BEGIN

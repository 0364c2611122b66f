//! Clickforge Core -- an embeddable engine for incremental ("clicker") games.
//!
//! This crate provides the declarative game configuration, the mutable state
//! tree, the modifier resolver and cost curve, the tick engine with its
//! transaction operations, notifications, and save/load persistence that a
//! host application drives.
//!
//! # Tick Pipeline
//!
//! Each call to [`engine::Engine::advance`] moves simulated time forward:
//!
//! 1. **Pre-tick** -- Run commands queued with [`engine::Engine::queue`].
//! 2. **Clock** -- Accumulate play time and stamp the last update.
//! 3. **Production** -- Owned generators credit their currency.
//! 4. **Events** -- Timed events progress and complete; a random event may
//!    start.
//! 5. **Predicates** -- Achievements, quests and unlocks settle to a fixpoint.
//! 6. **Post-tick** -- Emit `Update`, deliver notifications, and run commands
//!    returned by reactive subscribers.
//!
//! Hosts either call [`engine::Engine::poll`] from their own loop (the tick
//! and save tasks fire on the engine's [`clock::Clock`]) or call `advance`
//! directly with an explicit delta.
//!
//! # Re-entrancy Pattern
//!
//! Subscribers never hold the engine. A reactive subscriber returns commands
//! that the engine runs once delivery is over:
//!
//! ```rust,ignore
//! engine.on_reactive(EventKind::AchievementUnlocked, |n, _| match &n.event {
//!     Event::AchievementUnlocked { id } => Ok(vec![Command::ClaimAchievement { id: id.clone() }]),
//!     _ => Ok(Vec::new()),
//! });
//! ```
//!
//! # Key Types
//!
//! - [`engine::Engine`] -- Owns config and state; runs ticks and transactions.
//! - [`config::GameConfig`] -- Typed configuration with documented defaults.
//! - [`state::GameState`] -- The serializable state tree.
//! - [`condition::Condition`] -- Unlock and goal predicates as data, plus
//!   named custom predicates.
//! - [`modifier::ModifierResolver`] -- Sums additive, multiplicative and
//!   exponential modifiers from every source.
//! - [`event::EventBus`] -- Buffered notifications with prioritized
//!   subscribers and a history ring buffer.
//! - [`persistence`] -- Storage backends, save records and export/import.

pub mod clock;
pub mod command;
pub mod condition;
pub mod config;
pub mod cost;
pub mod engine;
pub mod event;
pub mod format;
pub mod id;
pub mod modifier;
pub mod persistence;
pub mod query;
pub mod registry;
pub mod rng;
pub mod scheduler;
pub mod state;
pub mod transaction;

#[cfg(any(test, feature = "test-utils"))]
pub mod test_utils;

END

▶ **WHAT IS REQUIRED**
In the listing above, transcribe exactly everything from the line containing "ticks and transactions." down to the line containing "as data, plus", including both and nothing more.

▶ **COMPLETED EXERCISE**
//! - [`engine::Engine`] -- Owns config and state; runs ticks and transactions.
//! - [`config::GameConfig`] -- Typed configuration with documented defaults.
//! - [`state::GameState`] -- The serializable state tree.
//! - [`condition::Condition`] -- Unlock and goal predicates as data, plus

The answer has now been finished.